┌──

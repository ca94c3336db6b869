use serde::{Deserialize, Serialize};

/// Fund-level configuration; a single record is active at a time.
#[derive(Debug, Clone, PartialEq, Serialize, Deserialize)]
pub struct FundSettings {
    pub fund_size: f64,
    pub pref_return: f64,
    pub lp_split: f64,
    pub gp_split: f64,
    pub management_fee: f64,
    pub commitment_fee_per_m: f64,
}

impl FundSettings {
    /// Simple range checks applied before a record becomes active.
    ///
    /// The LP/GP splits are deliberately not required to sum to one.
    pub fn validate(&self) -> Result<(), FundSettingsError> {
        let amounts = [
            ("fund_size", self.fund_size),
            ("commitment_fee_per_m", self.commitment_fee_per_m),
        ];
        for (field, value) in amounts {
            if !value.is_finite() || value < 0.0 {
                return Err(FundSettingsError::NegativeAmount { field, value });
            }
        }

        let fractions = [
            ("pref_return", self.pref_return),
            ("lp_split", self.lp_split),
            ("gp_split", self.gp_split),
            ("management_fee", self.management_fee),
        ];
        for (field, value) in fractions {
            if !value.is_finite() || !(0.0..=1.0).contains(&value) {
                return Err(FundSettingsError::FractionOutOfRange { field, value });
            }
        }

        Ok(())
    }

    /// Management fee charged per year on committed capital.
    pub fn annual_management_fee(&self) -> f64 {
        self.fund_size * self.management_fee
    }

    /// Commitment fee owed on a commitment of `commitment` US$.
    pub fn commitment_fee_for(&self, commitment: f64) -> f64 {
        commitment / 1_000_000.0 * self.commitment_fee_per_m
    }
}

impl Default for FundSettings {
    fn default() -> Self {
        Self {
            fund_size: 10_000_000.0,
            pref_return: 0.16,
            lp_split: 0.6,
            gp_split: 0.4,
            management_fee: 0.02,
            commitment_fee_per_m: 10_000.0,
        }
    }
}

/// Range-check failures for fund settings.
#[derive(Debug, Clone, PartialEq, thiserror::Error)]
pub enum FundSettingsError {
    #[error("{field} must be a non-negative amount (found {value})")]
    NegativeAmount { field: &'static str, value: f64 },
    #[error("{field} must be a fraction between 0 and 1 (found {value})")]
    FractionOutOfRange { field: &'static str, value: f64 },
}
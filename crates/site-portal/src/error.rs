use crate::config::ConfigError;
use crate::sites::{SiteImportError, SiteServiceError};
use crate::telemetry::TelemetryError;
use axum::http::StatusCode;
use axum::response::{IntoResponse, Response};
use axum::Json;
use serde_json::json;
use std::fmt;

#[derive(Debug)]
pub enum AppError {
    Config(ConfigError),
    Telemetry(TelemetryError),
    Io(std::io::Error),
    Json(serde_json::Error),
    Server(axum::Error),
    Import(SiteImportError),
    Site(SiteServiceError),
}

impl fmt::Display for AppError {
    fn fmt(&self, f: &mut fmt::Formatter<'_>) -> fmt::Result {
        match self {
            AppError::Config(err) => write!(f, "configuration error: {}", err),
            AppError::Telemetry(err) => write!(f, "telemetry error: {}", err),
            AppError::Io(err) => write!(f, "io error: {}", err),
            AppError::Json(err) => write!(f, "invalid json: {}", err),
            AppError::Server(err) => write!(f, "server error: {}", err),
            AppError::Import(err) => write!(f, "import error: {}", err),
            AppError::Site(err) => write!(f, "site error: {}", err),
        }
    }
}

impl std::error::Error for AppError {
    fn source(&self) -> Option<&(dyn std::error::Error + 'static)> {
        match self {
            AppError::Config(err) => Some(err),
            AppError::Telemetry(err) => Some(err),
            AppError::Io(err) => Some(err),
            AppError::Json(err) => Some(err),
            AppError::Server(err) => Some(err),
            AppError::Import(err) => Some(err),
            AppError::Site(err) => Some(err),
        }
    }
}

impl IntoResponse for AppError {
    fn into_response(self) -> Response {
        let status = match self {
            AppError::Json(_) | AppError::Import(_) => StatusCode::BAD_REQUEST,
            AppError::Config(_)
            | AppError::Telemetry(_)
            | AppError::Io(_)
            | AppError::Server(_)
            | AppError::Site(_) => StatusCode::INTERNAL_SERVER_ERROR,
        };

        let body = Json(json!({ "error": self.to_string() }));
        (status, body).into_response()
    }
}

impl From<ConfigError> for AppError {
    fn from(value: ConfigError) -> Self {
        Self::Config(value)
    }
}

impl From<TelemetryError> for AppError {
    fn from(value: TelemetryError) -> Self {
        Self::Telemetry(value)
    }
}

impl From<std::io::Error> for AppError {
    fn from(value: std::io::Error) -> Self {
        Self::Io(value)
    }
}

impl From<serde_json::Error> for AppError {
    fn from(value: serde_json::Error) -> Self {
        Self::Json(value)
    }
}

impl From<axum::Error> for AppError {
    fn from(value: axum::Error) -> Self {
        Self::Server(value)
    }
}

impl From<SiteImportError> for AppError {
    fn from(value: SiteImportError) -> Self {
        Self::Import(value)
    }
}

impl From<SiteServiceError> for AppError {
    fn from(value: SiteServiceError) -> Self {
        Self::Site(value)
    }
}

#[cfg(test)]
mod tests {
    use super::*;

    #[test]
    fn import_failures_are_client_errors() {
        let response = AppError::from(SiteImportError::MissingNameColumn).into_response();
        assert_eq!(response.status(), StatusCode::BAD_REQUEST);
    }

    #[test]
    fn service_failures_are_server_errors() {
        let response = AppError::from(SiteServiceError::MissingName).into_response();
        assert_eq!(response.status(), StatusCode::INTERNAL_SERVER_ERROR);
    }
}
pub mod config;
pub mod error;
pub mod evaluation;
pub mod sites;
pub mod telemetry;
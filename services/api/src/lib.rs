mod cli;
mod demo;
mod infra;
mod routes;
mod server;

use site_portal::error::AppError;

pub async fn run() -> Result<(), AppError> {
    cli::run().await
}
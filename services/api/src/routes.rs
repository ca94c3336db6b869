use crate::infra::AppState;
use axum::http::{header, StatusCode};
use axum::response::IntoResponse;
use axum::Extension;
use axum::Json;
use serde_json::json;
use site_portal::sites::{site_router, FundSettingsStore, SitePipelineService, SiteRepository};
use std::sync::Arc;

pub(crate) fn with_site_routes<R, F>(service: Arc<SitePipelineService<R, F>>) -> axum::Router
where
    R: SiteRepository + 'static,
    F: FundSettingsStore + 'static,
{
    site_router(service)
        .route("/health", axum::routing::get(healthcheck))
        .route("/ready", axum::routing::get(readiness_endpoint))
        .route("/metrics", axum::routing::get(metrics_endpoint))
}

pub(crate) async fn healthcheck() -> Json<serde_json::Value> {
    Json(json!({ "status": "ok" }))
}

pub(crate) async fn readiness_endpoint(Extension(state): Extension<AppState>) -> impl IntoResponse {
    let ready = state.readiness.load(std::sync::atomic::Ordering::Relaxed);
    let status = if ready {
        StatusCode::OK
    } else {
        StatusCode::SERVICE_UNAVAILABLE
    };

    let payload = if ready {
        json!({ "status": "ready" })
    } else {
        json!({ "status": "initializing" })
    };

    (status, Json(payload))
}

pub(crate) async fn metrics_endpoint(Extension(state): Extension<AppState>) -> impl IntoResponse {
    (
        StatusCode::OK,
        [(header::CONTENT_TYPE, "text/plain; version=0.0.4")],
        state.metrics.render(),
    )
}

#[cfg(test)]
mod tests {
    use super::*;
    use crate::infra::{InMemoryFundSettingsStore, InMemorySiteRepository};
    use axum::body::Body;
    use axum::http::Request;
    use metrics_exporter_prometheus::PrometheusBuilder;
    use site_portal::evaluation::FundSettings;
    use std::sync::atomic::AtomicBool;
    use tower::ServiceExt;

    fn app(ready: bool) -> axum::Router {
        let repository = Arc::new(InMemorySiteRepository::default());
        let funds = Arc::new(InMemoryFundSettingsStore::new(FundSettings::default()));
        let service = Arc::new(SitePipelineService::new(repository, funds));
        let state = AppState {
            readiness: Arc::new(AtomicBool::new(ready)),
            metrics: Arc::new(PrometheusBuilder::new().build_recorder().handle()),
        };
        with_site_routes(service).layer(Extension(state))
    }

    async fn status_of(app: axum::Router, method: &str, uri: &str, body: Body) -> StatusCode {
        let request = Request::builder()
            .method(method)
            .uri(uri)
            .header(header::CONTENT_TYPE, "application/json")
            .body(body)
            .expect("request builds");
        app.oneshot(request).await.expect("router responds").status()
    }

    #[tokio::test]
    async fn healthcheck_reports_ok() {
        let Json(body) = healthcheck().await;
        assert_eq!(body["status"], "ok");
    }

    #[tokio::test]
    async fn readiness_tracks_flag() {
        assert_eq!(
            status_of(app(false), "GET", "/ready", Body::empty()).await,
            StatusCode::SERVICE_UNAVAILABLE
        );
        assert_eq!(
            status_of(app(true), "GET", "/ready", Body::empty()).await,
            StatusCode::OK
        );
    }

    #[tokio::test]
    async fn metrics_endpoint_renders_text() {
        assert_eq!(
            status_of(app(true), "GET", "/metrics", Body::empty()).await,
            StatusCode::OK
        );
    }

    #[tokio::test]
    async fn site_routes_are_mounted() {
        let created = status_of(
            app(true),
            "POST",
            "/api/v1/sites",
            Body::from(r#"{"name":"Okmulgee Compressor Yard"}"#),
        )
        .await;
        assert_eq!(created, StatusCode::CREATED);

        let evaluated = status_of(
            app(true),
            "POST",
            "/api/v1/evaluations",
            Body::from(r#"{"inputs":{"gasVolume":"14400","gasPressure":600}}"#),
        )
        .await;
        assert_eq!(evaluated, StatusCode::OK);
    }
}
use std::sync::atomic::{AtomicU64, Ordering};
use std::sync::Arc;

use chrono::NaiveDate;
use serde::Serialize;
use tracing::{debug, info};

use crate::evaluation::{evaluate, EvaluationResult, FundSettings, FundSettingsError, SiteInputs};

use super::domain::{ActivityKind, SiteId, SiteRecord, SiteStage, SiteSubmission};
use super::repository::{FundSettingsStore, RepositoryError, SiteRepository};

static SITE_SEQUENCE: AtomicU64 = AtomicU64::new(1);

fn next_site_id() -> SiteId {
    let id = SITE_SEQUENCE.fetch_add(1, Ordering::Relaxed);
    SiteId(format!("site-{id:06}"))
}

/// Evaluation of a stored site against the fund settings active at request time.
#[derive(Debug, Clone, Serialize)]
pub struct SiteEvaluation {
    pub site_id: SiteId,
    pub name: String,
    pub stage: SiteStage,
    pub fund: FundSettings,
    pub result: EvaluationResult,
}

/// Service composing the site repository, the fund settings store, and the engine.
pub struct SitePipelineService<R, F> {
    repository: Arc<R>,
    funds: Arc<F>,
}

impl<R, F> SitePipelineService<R, F>
where
    R: SiteRepository + 'static,
    F: FundSettingsStore + 'static,
{
    pub fn new(repository: Arc<R>, funds: Arc<F>) -> Self {
        Self { repository, funds }
    }

    /// Register a new site at the start of the pipeline.
    pub fn create(
        &self,
        submission: SiteSubmission,
        on: NaiveDate,
    ) -> Result<SiteRecord, SiteServiceError> {
        let name = submission.name.trim().to_string();
        if name.is_empty() {
            return Err(SiteServiceError::MissingName);
        }

        let mut record = SiteRecord {
            id: next_site_id(),
            name,
            location: submission.location.trim().to_string(),
            stage: SiteStage::Identified,
            inputs: submission.inputs,
            created_on: on,
            activity: Vec::new(),
        };
        record.log(on, ActivityKind::Created, "site added to pipeline");

        let stored = self.repository.insert(record)?;
        info!(site_id = %stored.id, name = %stored.name, "site created");
        Ok(stored)
    }

    /// All sites, furthest-behind stage first and alphabetical within a stage.
    pub fn list(&self) -> Result<Vec<SiteRecord>, SiteServiceError> {
        let mut records = self.repository.list()?;
        records.sort_by(|a, b| {
            a.stage
                .cmp(&b.stage)
                .then_with(|| a.name.to_lowercase().cmp(&b.name.to_lowercase()))
        });
        Ok(records)
    }

    pub fn get(&self, site_id: &SiteId) -> Result<SiteRecord, SiteServiceError> {
        let record = self
            .repository
            .fetch(site_id)?
            .ok_or(RepositoryError::NotFound)?;
        Ok(record)
    }

    /// Replace the evaluation form inputs wholesale.
    pub fn update_inputs(
        &self,
        site_id: &SiteId,
        inputs: SiteInputs,
        on: NaiveDate,
    ) -> Result<SiteRecord, SiteServiceError> {
        let mut record = self.get(site_id)?;
        record.inputs = inputs;
        record.log(on, ActivityKind::InputsUpdated, "evaluation inputs updated");

        self.repository.update(record.clone())?;
        debug!(site_id = %record.id, "site inputs replaced");
        Ok(record)
    }

    /// Move a site one stage forward.
    pub fn advance(&self, site_id: &SiteId, on: NaiveDate) -> Result<SiteRecord, SiteServiceError> {
        let mut record = self.get(site_id)?;
        let from = record.stage;
        let to = from
            .next()
            .ok_or_else(|| SiteServiceError::StageClosed(site_id.clone()))?;

        record.stage = to;
        record.log(
            on,
            ActivityKind::StageAdvanced,
            format!("{} -> {}", from.label(), to.label()),
        );

        self.repository.update(record.clone())?;
        info!(site_id = %record.id, from = from.label(), to = to.label(), "site advanced");
        Ok(record)
    }

    /// Evaluate a stored site with the currently active fund settings.
    pub fn evaluate_site(&self, site_id: &SiteId) -> Result<SiteEvaluation, SiteServiceError> {
        let record = self.get(site_id)?;
        let fund = self.funds.active()?;
        let result = evaluate(&record.inputs, &fund);

        debug!(
            site_id = %record.id,
            risk_score = result.risk_score,
            estimated_mw = result.estimated_mw,
            "site evaluated"
        );

        Ok(SiteEvaluation {
            site_id: record.id,
            name: record.name,
            stage: record.stage,
            fund,
            result,
        })
    }

    /// Evaluate ad-hoc inputs, using the active fund unless one is supplied.
    ///
    /// A supplied fund is range-checked like a replacement record.
    pub fn evaluate_inputs(
        &self,
        inputs: &SiteInputs,
        fund: Option<FundSettings>,
    ) -> Result<EvaluationResult, SiteServiceError> {
        let fund = match fund {
            Some(fund) => {
                fund.validate()?;
                fund
            }
            None => self.funds.active()?,
        };
        Ok(evaluate(inputs, &fund))
    }

    pub fn fund_settings(&self) -> Result<FundSettings, SiteServiceError> {
        Ok(self.funds.active()?)
    }

    /// Range-check and activate a new fund settings record.
    pub fn replace_fund_settings(
        &self,
        settings: FundSettings,
    ) -> Result<FundSettings, SiteServiceError> {
        settings.validate()?;
        self.funds.replace(settings.clone())?;
        info!(fund_size = settings.fund_size, "fund settings replaced");
        Ok(settings)
    }
}

/// Error raised by the site pipeline service.
#[derive(Debug, thiserror::Error)]
pub enum SiteServiceError {
    #[error("site name is required")]
    MissingName,
    #[error("site {0} has already closed")]
    StageClosed(SiteId),
    #[error(transparent)]
    FundSettings(#[from] FundSettingsError),
    #[error(transparent)]
    Repository(#[from] RepositoryError),
}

└──

WORK REQUEST >> Copy out every line above where "SiteRecord" is present.

TASK SOLUTION >>
use super::domain::{ActivityKind, SiteId, SiteRecord, SiteStage, SiteSubmission};
    ) -> Result<SiteRecord, SiteServiceError> {
        let mut record = SiteRecord {
    pub fn list(&self) -> Result<Vec<SiteRecord>, SiteServiceError> {
    pub fn get(&self, site_id: &SiteId) -> Result<SiteRecord, SiteServiceError> {
    ) -> Result<SiteRecord, SiteServiceError> {
    pub fn advance(&self, site_id: &SiteId, on: NaiveDate) -> Result<SiteRecord, SiteServiceError> {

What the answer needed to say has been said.